Race; stock; generation; descent; family. "He is of a noble strain." "With animals and plants a cross between different varieties, or between individuals of the same variety but of another strain, gives vigor and fertility to the offspring."
2.
Hereditary character, quality, or disposition. "Intemperance and lust breed diseases, which, propogated, spoil the strain of nation."
3.
Rank; a sort. "The common strain."
4.
(Hort.) A cultural subvariety that is only slightly differentiated.



Strain  n.  
1.
The act of straining, or the state of being strained. Specifically:
(a)
A violent effort; an excessive and hurtful exertion or tension, as of the muscles; as, he lifted the weight with a strain; the strain upon a ship's rigging in a gale; also, the hurt or injury resulting; a sprain. "Whether any poet of our country since Shakespeare has exerted a greater variety of powers with less strain and less ostentation." "Credit is gained by custom, and seldom recovers a strain."
(b)
(Mech. Physics) A change of form or dimensions of a solid or liquid mass, produced by a stress.
2.
(Mus.) A portion of music divided off by a double bar; a complete musical period or sentence; a movement, or any rounded subdivision of a movement. "Their heavenly harps a lower strain began."
3.
Any sustained note or movement; a song; a distinct portion of an ode or other poem; also, the pervading note, or burden, of a song, poem, oration, book, etc.; theme; motive; manner; style; also, a course of action or conduct; as, he spoke in a noble strain; there was a strain of woe in his story; a strain of trickery appears in his career. "A strain of gallantry." "Such take too high a strain at first." "The genius and strain of the book of Proverbs." "It (Pilgrim's Progress) seems a novelty, and yet contains Nothing but sound and honest gospel strains."
4.
Turn; tendency; inborn disposition.
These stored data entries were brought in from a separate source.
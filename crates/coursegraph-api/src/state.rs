use crate::service::QueryService;
use coursegraph_core::{ApiConfig, CourseStore, NotFoundMode};
use std::sync::Arc;
use std::time::Instant;

#[derive(Clone)]
pub struct AppState {
    pub service: Arc<QueryService>,
    pub api: Arc<ApiConfig>,
    pub started_at: Instant,
}

impl AppState {
    pub fn new(store: Arc<dyn CourseStore>, api: ApiConfig) -> Self {
        Self {
            service: Arc::new(QueryService::new(store)),
            api: Arc::new(api),
            started_at: Instant::now(),
        }
    }

    pub fn store(&self) -> &Arc<dyn CourseStore> {
        self.service.store()
    }

    pub fn not_found_mode(&self) -> NotFoundMode {
        self.api.not_found
    }
}
use crate::client::CatalogClient;
use crate::routes::{create_router, WebState};
use anyhow::{Context, Result};
use coursegraph_core::WebConfig;
use std::net::SocketAddr;
use tokio::net::TcpListener;
use tokio::signal;
use tracing::{error, info};

pub struct WebServer {
    state: WebState,
    addr: SocketAddr,
}

impl WebServer {
    pub fn new(config: &WebConfig) -> Result<Self> {
        let client = CatalogClient::new(config).context("building catalog client")?;
        let addr = format!("{}:{}", config.host, config.port)
            .parse()
            .with_context(|| format!("invalid web address {}:{}", config.host, config.port))?;
        Ok(Self {
            state: WebState::new(client),
            addr,
        })
    }

    pub async fn run(self) -> Result<()> {
        let listener = TcpListener::bind(self.addr)
            .await
            .with_context(|| format!("binding {}", self.addr))?;
        info!(
            "CourseGraph web listening on http://{} (catalog API at {})",
            listener.local_addr()?,
            self.state.client.base_url()
        );

        axum::serve(listener, create_router(self.state))
            .with_graceful_shutdown(shutdown_signal())
            .await
            .context("serving web pages")?;
        info!("Web server stopped");
        Ok(())
    }
}

async fn shutdown_signal() {
    let ctrl_c = async {
        if let Err(e) = signal::ctrl_c().await {
            error!("Failed to listen for Ctrl+C: {}", e);
            std::future::pending::<()>().await;
        }
    };

    #[cfg(unix)]
    let terminate = async {
        match signal::unix::signal(signal::unix::SignalKind::terminate()) {
            Ok(mut sigterm) => {
                sigterm.recv().await;
            }
            Err(e) => {
                error!("Failed to install SIGTERM handler: {}", e);
                std::future::pending::<()>().await;
            }
        }
    };

    #[cfg(not(unix))]
    let terminate = std::future::pending::<()>();

    tokio::select! {
        _ = ctrl_c => info!("Received Ctrl+C, shutting down gracefully"),
        _ = terminate => info!("Received SIGTERM, shutting down gracefully"),
    }
}
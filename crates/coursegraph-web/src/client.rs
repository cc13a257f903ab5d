//! HTTP client for the Query Service REST surface.

use coursegraph_core::{CourseCode, CourseDetail, CourseSummary, WebConfig};
use reqwest::{Response, StatusCode};
use serde_json::Value;
use std::time::Duration;
use thiserror::Error;
use tracing::{debug, warn};
use url::Url;

#[derive(Error, Debug)]
pub enum FetchError {
    #[error("invalid API base URL: {0}")]
    InvalidUrl(String),

    #[error("{0}")]
    Transport(#[from] reqwest::Error),

    #[error("{}", describe_status(.status, .message))]
    Status { status: u16, message: Option<String> },

    #[error("unexpected response body: {0}")]
    Decode(String),

    #[error("received details for {received} while loading {requested}")]
    Stale { requested: String, received: String },
}

impl FetchError {
    /// The `message` or `error` field of a failed response body, if any.
    pub fn server_message(&self) -> Option<&str> {
        match self {
            FetchError::Status {
                message: Some(message),
                ..
            } => Some(message),
            _ => None,
        }
    }
}

fn describe_status(status: &u16, message: &Option<String>) -> String {
    match message {
        Some(message) => message.clone(),
        None => format!("Request failed with status code {status}"),
    }
}

#[derive(Debug, Clone)]
pub struct CatalogClient {
    http: reqwest::Client,
    base_url: Url,
}

impl CatalogClient {
    pub fn new(config: &WebConfig) -> Result<Self, FetchError> {
        Self::with_base_url(
            &config.api_base_url,
            Duration::from_secs(config.request_timeout_secs),
        )
    }

    pub fn with_base_url(base_url: &str, timeout: Duration) -> Result<Self, FetchError> {
        let base_url =
            Url::parse(base_url).map_err(|e| FetchError::InvalidUrl(format!("{base_url}: {e}")))?;
        if base_url.cannot_be_a_base() {
            return Err(FetchError::InvalidUrl(base_url.to_string()));
        }
        let http = reqwest::Client::builder().timeout(timeout).build()?;
        Ok(Self { http, base_url })
    }

    pub fn base_url(&self) -> &Url {
        &self.base_url
    }

    /// Base URL with `segments` appended, each percent-encoded as one segment.
    fn endpoint(&self, segments: &[&str]) -> Result<Url, FetchError> {
        let mut url = self.base_url.clone();
        url.path_segments_mut()
            .map_err(|_| FetchError::InvalidUrl(self.base_url.to_string()))?
            .pop_if_empty()
            .extend(segments);
        Ok(url)
    }

    pub async fn get_courses(&self) -> Result<Vec<CourseSummary>, FetchError> {
        let url = self.endpoint(&["courses"])?;
        debug!(%url, "fetching course list");
        let response = error_for_status(self.http.get(url).send().await?).await?;
        response
            .json()
            .await
            .map_err(|e| FetchError::Decode(e.to_string()))
    }

    /// Detail of one course. `None` when the service does not know the code,
    /// either as a 404 or as an empty detail.
    pub async fn get_course(&self, code: &CourseCode) -> Result<Option<CourseDetail>, FetchError> {
        let url = self.endpoint(&["courses", code.as_str()])?;
        debug!(%url, "fetching course detail");
        let response = self.http.get(url).send().await?;
        if response.status() == StatusCode::NOT_FOUND {
            return Ok(None);
        }

        let detail: CourseDetail = error_for_status(response)
            .await?
            .json()
            .await
            .map_err(|e| FetchError::Decode(e.to_string()))?;
        Ok(detail.course.is_some().then_some(detail))
    }
}

async fn error_for_status(response: Response) -> Result<Response, FetchError> {
    let status = response.status();
    if status.is_success() {
        return Ok(response);
    }

    let body = response.text().await.unwrap_or_default();
    let message = serde_json::from_str::<Value>(&body).ok().and_then(|body| {
        ["message", "error"]
            .iter()
            .find_map(|key| body.get(key).and_then(Value::as_str).map(str::to_owned))
    });
    warn!(status = status.as_u16(), ?message, "catalog request failed");
    Err(FetchError::Status {
        status: status.as_u16(),
        message,
    })
}
use serde::{Deserialize, Serialize};

#[derive(Debug, Clone, PartialEq, Serialize, Deserialize)]
pub struct Embedding(pub Vec<f32>);

impl Embedding {
    pub fn new(vec: Vec<f32>) -> Self {
        Self(vec)
    }

    pub fn as_slice(&self) -> &[f32] {
        &self.0
    }

    pub fn dimension(&self) -> usize {
        self.0.len()
    }

    pub fn norm(&self) -> f32 {
        self.0.iter().map(|x| x * x).sum::<f32>().sqrt()
    }

    /// Scales to unit length. A zero vector stays zero.
    pub fn normalized(mut self) -> Self {
        let norm = self.norm();
        if norm > 0.0 {
            self.0.iter_mut().for_each(|x| *x /= norm);
        }
        self
    }

    /// Cosine similarity; 0.0 for mismatched, empty or zero-norm vectors.
    pub fn cosine_similarity(&self, other: &Embedding) -> f32 {
        if self.0.len() != other.0.len() || self.0.is_empty() {
            return 0.0;
        }

        let (norm_a, norm_b) = (self.norm(), other.norm());
        if norm_a == 0.0 || norm_b == 0.0 {
            return 0.0;
        }

        let dot: f32 = self.0.iter().zip(&other.0).map(|(a, b)| a * b).sum();
        dot / (norm_a * norm_b)
    }
}

impl From<Vec<f32>> for Embedding {
    fn from(vec: Vec<f32>) -> Self {
        Self(vec)
    }
}

#[cfg(test)]
mod tests {
    use super::*;

    #[test]
    fn test_cosine_similarity() {
        let a = Embedding::new(vec![1.0, 0.0]);
        let b = Embedding::new(vec![0.0, 1.0]);
        let c = Embedding::new(vec![2.0, 0.0]);

        assert!(a.cosine_similarity(&b).abs() < 1e-6);
        assert!((a.cosine_similarity(&c) - 1.0).abs() < 1e-6);
    }

    #[test]
    fn test_normalized() {
        let unit = Embedding::new(vec![3.0, 4.0]).normalized();
        assert!((unit.norm() - 1.0).abs() < 1e-6);
        assert_eq!(Embedding::new(vec![0.0; 3]).normalized().norm(), 0.0);
    }

    #[test]
    fn test_cosine_similarity_degenerate() {
        let a = Embedding::new(vec![1.0, 0.0]);
        assert_eq!(a.cosine_similarity(&Embedding::new(vec![1.0])), 0.0);
        assert_eq!(a.cosine_similarity(&Embedding::new(vec![0.0, 0.0])), 0.0);
    }
}
pub mod chunking;
pub mod entities;
pub mod errors;
pub mod memory;
pub mod ports;

pub use chunking::{chunk_text, ChunkingConfig, TextChunker};
pub use entities::*;
pub use errors::{DomainError, Result};
pub use memory::ConversationMemory;
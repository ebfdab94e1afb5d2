use axum::{extract::State, Json};
use serde::Serialize;

use crate::api::state::AppState;
use crate::domain::DomainError;

#[derive(Serialize)]
pub struct HealthResponse {
    pub status: String,
    pub version: String,
}

#[derive(Serialize)]
pub struct ReadinessResponse {
    pub status: String,
    pub indexed_chunks: usize,
    pub sessions: usize,
}

pub async fn health_check() -> Json<HealthResponse> {
    Json(HealthResponse {
        status: "healthy".into(),
        version: env!("CARGO_PKG_VERSION").into(),
    })
}

/// Reports whether questions can be answered yet. Ingestion is always accepted.
pub async fn readiness_check(
    State(state): State<AppState>,
) -> Result<Json<ReadinessResponse>, DomainError> {
    let indexed_chunks = match state.ingestion.index()? {
        Some(index) => index.len().await?,
        None => 0,
    };

    Ok(Json(ReadinessResponse {
        status: if indexed_chunks > 0 { "ready" } else { "empty" }.into(),
        indexed_chunks,
        sessions: state.sessions.len()?,
    }))
}
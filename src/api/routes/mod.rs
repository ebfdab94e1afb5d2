pub mod documents;
pub mod health;
pub mod sessions;

use axum::http::{header, Method};
use axum::{
    middleware,
    routing::{get, post},
    Router,
};
use tower_http::cors::{Any, CorsLayer};
use tower_http::trace::TraceLayer;

use crate::api::{middleware::request_logger, state::AppState};

pub fn create_router(state: AppState) -> Router {
    let cors = build_cors(&state.config.config.cors.allowed_origins);

    Router::new()
        .route("/health", get(health::health_check))
        .route("/ready", get(health::readiness_check))
        .nest("/api/v1", api_v1_routes())
        .layer(middleware::from_fn(request_logger))
        .layer(TraceLayer::new_for_http())
        .layer(cors)
        .with_state(state)
}

fn build_cors(origins: &[String]) -> CorsLayer {
    let cors = CorsLayer::new()
        .allow_methods([Method::GET, Method::POST, Method::DELETE])
        .allow_headers([header::CONTENT_TYPE])
        .expose_headers([header::CONTENT_DISPOSITION]);

    if origins.is_empty() || origins.iter().any(|o| o == "*") {
        cors.allow_origin(Any)
    } else {
        let origins: Vec<_> = origins.iter().filter_map(|o| o.parse().ok()).collect();
        cors.allow_origin(origins)
    }
}

fn api_v1_routes() -> Router<AppState> {
    Router::new()
        .route("/documents", post(documents::ingest_documents))
        .route("/search", post(documents::search_documents))
        .route("/sessions", post(sessions::create_session))
        .route("/sessions/{id}/ask", post(sessions::ask))
        .route(
            "/sessions/{id}/history",
            get(sessions::history).delete(sessions::clear_history),
        )
        .route("/sessions/{id}/transcript", get(sessions::transcript))
}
Cf. 1st Strain. "Because heretics have a strain of madness, he applied her with some corporal chastisements."



verb
Strain  v. t.  (past & past part. strained; pres. part. straining)  
1.
To draw with force; to extend with great effort; to stretch; as, to strain a rope; to strain the shrouds of a ship; to strain the cords of a musical instrument. "To strain his fetters with a stricter care."
2.
(Mech.) To act upon, in any way, so as to cause change of form or volume, as forces on a beam to bend it.
3.
To exert to the utmost; to ply vigorously. "He sweats, Strains his young nerves." "They strain their warbling throats To welcome in the spring."
4.
To stretch beyond its proper limit; to do violence to, in the matter of intent or meaning; as, to strain the law in order to convict an accused person. "There can be no other meaning in this expression, however some may pretend to strain it."
5.
To injure by drawing, stretching, or the exertion of force; as, the gale strained the timbers of the ship.
6.
To injure in the muscles or joints by causing to make too strong an effort; to harm by overexertion; to sprain; as, to strain a horse by overloading; to strain the wrist; to strain a muscle. "Prudes decayed about may track, Strain their necks with looking back."
7.
To squeeze; to press closely. "Evander with a close embrace Strained his departing friend."
8.
To make uneasy or unnatural; to produce with apparent effort; to force; to constrain. "He talks and plays with Fatima, but his mirth Is forced and strained." "The quality of mercy is not strained."
9.
To urge with importunity; to press; as, to strain a petition or invitation. "Note, if your lady strain his entertainment."
10.
To press, or cause to pass, through a strainer, as through a screen, a cloth, or some porous substance; to purify, or separate from extraneous or solid matter, by filtration; to filter; as, to strain milk through cloth.
To strain a point, to make a special effort; especially, to do a degree of violence to some principle or to one's own feelings.
To strain courtesy, to go beyond what courtesy requires; to insist somewhat too much upon the precedence of others; often used ironically.



Strain  v. i.  
1.
To make violent efforts. "Straining with too weak a wing." "To build his fortune I will strain a little."
2.
To percolate; to be filtered; as, water straining through a sandy soil.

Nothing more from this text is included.